On a language learning product (backend in Python 3.11, google-cloud-texttospeech==2.14.0), user preferences are stored as:

{
  "language": "es-ES",
  "voice": "es-ES-Wavenet-D",
  "speakingRate": 0.95,
  "pitch": 2
}

Workflow:

  1. Fetch voice inventory at user session start.
  2. Present previews (audio/mpeg stream inline in web/mobile UI).
  3. Synthesize with cached user settings, or fall back to platform defaults.
  4. If the requested voice is temporarily unavailable (seen: 404 Not Found from API), degrade gracefully to es-ES-Standard-A—but log for future review.

Sample code excerpt:

def synthesize(text, lang, name, rate, pitch, output_file):
    client = texttospeech.TextToSpeechClient()
    config = texttospeech.AudioConfig(
        audio_encoding=texttospeech.AudioEncoding.MP3,
        speaking_rate=rate,
        pitch=pitch)
    voice = texttospeech.VoiceSelectionParams(
        language_code=lang, name=name)
    try:
        resp = client.synthesize_speech(
            input=texttospeech.SynthesisInput(text=text),
            voice=voice,
            audio_config=config)
        with open(output_file, 'wb') as f:
            f.write(resp.audio_content)
    except Exception as ex:
        print("Voice unavailable, fallback triggered:", ex)

Side note: Known issue—if output.mp3 is written to a networked filesystem, sometimes byte truncation occurs under I/O strain; treat as a deployment gotcha.


Best Practices and Practical Considerations

  • Voice List Caching: Refresh on deploy, after major Google Cloud TTS updates, or if error logs detect 404 on voice usage.
  • UI Previews: Always allow users to preview voices—precompute short audio samples (e.g., "Sample phrase.") for every supported option.
  • Fallbacks: Build voice fallback logic.
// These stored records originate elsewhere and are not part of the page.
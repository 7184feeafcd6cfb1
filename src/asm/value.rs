//! Resolving tokens to integer values.
//!
//! Resolution is permissive: a token that is neither a known symbol nor a valid literal
//! resolves to 0. This is logged (at debug level), but is not an error.

use crate::ast::{Direct, Operand};
use crate::parse::lex::parse_literal;

use super::SymbolTable;

/// Resolves a token to an integer.
///
/// A leading `#` is ignored. If the rest of the token is a symbol, this is the symbol's value.
/// Otherwise, the token is parsed as a literal (see [`parse_literal`]).
///
/// ```
/// use i8051_ensemble::asm::{SymbolTable, Symbol};
/// use i8051_ensemble::asm::value::resolve;
///
/// let mut symbols = SymbolTable::new();
/// symbols.insert("LIMIT", Symbol::Const(0x40));
///
/// assert_eq!(resolve("#LIMIT", &symbols), 0x40);
/// assert_eq!(resolve("0FFH", &symbols), 0xFF);
/// assert_eq!(resolve("#1010B", &symbols), 0b1010);
/// assert_eq!(resolve("nonsense", &symbols), 0);
/// ```
pub fn resolve(token: &str, symbols: &SymbolTable) -> i64 {
    let text = token.trim();
    let text = text.strip_prefix('#').unwrap_or(text).trim();

    if let Some(value) = symbols.value(text) {
        return value;
    }
    match parse_literal(text) {
        Ok(value) => value,
        Err(e) => {
            log::debug!("could not resolve {text:?} ({e}), using 0");
            0
        }
    }
}

/// Resolves the value of an operand that names a number.
///
/// Immediates and direct expressions are resolved with [`resolve`]; a named SFR is its address.
/// Every other operand kind has no numeric value and resolves to 0.
pub fn operand_value(op: &Operand, symbols: &SymbolTable) -> i64 {
    match op {
        Operand::Imm(text) | Operand::Direct(Direct::Expr(text)) => resolve(text, symbols),
        Operand::Direct(Direct::Sfr(addr)) => i64::from(*addr),
        _ => 0,
    }
}
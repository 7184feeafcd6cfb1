use assert_cmd::Command;
use predicates::prelude::*;

fn i8051() -> Command {
    Command::cargo_bin("i8051").unwrap()
}

#[test]
fn runs_to_completion() {
    i8051()
        .arg("tests/files/hello.asm")
        .assert()
        .success()
        .stdout(predicate::str::contains("serial: Hi"))
        .stdout(predicate::str::contains("R0-R7=00 00 00 00 00 00 00 05 (bank 0)"))
        .stdout(predicate::str::contains("halted at line"));
}

#[test]
fn step_limit_is_not_an_error() {
    i8051()
        .args(["tests/files/echo.asm", "--steps", "50"])
        .assert()
        .success()
        .stdout(predicate::str::contains("step limit reached"))
        .stdout(predicate::str::contains("after 50 steps"));
}

#[test]
fn echoes_received_byte() {
    i8051()
        .args(["tests/files/echo.asm", "--rx", "k"])
        .assert()
        .success()
        .stdout(predicate::str::contains("serial: k"))
        .stdout(predicate::str::contains("A=6B"));
}

#[test]
fn trace_lists_executed_lines() {
    i8051()
        .args(["tests/files/hello.asm", "--trace"])
        .assert()
        .success()
        .stdout(predicate::str::contains("MOV TMOD, #20H"))
        .stdout(predicate::str::contains("CLR TI"));
}

#[test]
fn unresolved_label_fails() {
    i8051()
        .arg("tests/files/bad_label.asm")
        .assert()
        .failure()
        .stdout(predicate::str::contains("faulted at line 2"))
        .stderr(predicate::str::contains("unresolved label NOWHERE"));
}

#[test]
fn syntax_error_names_the_line() {
    i8051()
        .arg("tests/files/bad_syntax.asm")
        .assert()
        .failure()
        .stderr(predicate::str::contains("line 2"));
}

#[test]
fn missing_file_fails() {
    i8051()
        .arg("tests/files/does_not_exist.asm")
        .assert()
        .failure()
        .stderr(predicate::str::contains("could not read"));
}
The voice list can and does change; missing voices are a silent source of failure.
  • Budget Awareness: Monitor quota consumption—WaveNet voices are billable per character, costlier than Standard.
  • Monitoring: Instrument for API errors and synthesis latency; both can spike under load.
  • Continuous Updates: Subscribe to Google Cloud release notes—voices and quality frequently improve (or in rare cases, regress).

Where Voice Selection Really Matters

A well-chosen voice bridges accessibility and engagement. Inconsistent, robotic, or regionally mismatched TTS degrades user trust—and is a silent churn factor in multi-lingual markets.

Making voice selection and customization a first-class engineering concern pays exponential dividends in accessibility, user satisfaction, and globalization. Treat the voice list as a living artifact, not a static table, and integrate quality review into release cycles.


Still using defaults? Revisit your synthesis pipeline with voice inventory awareness—and expect measurable user impact.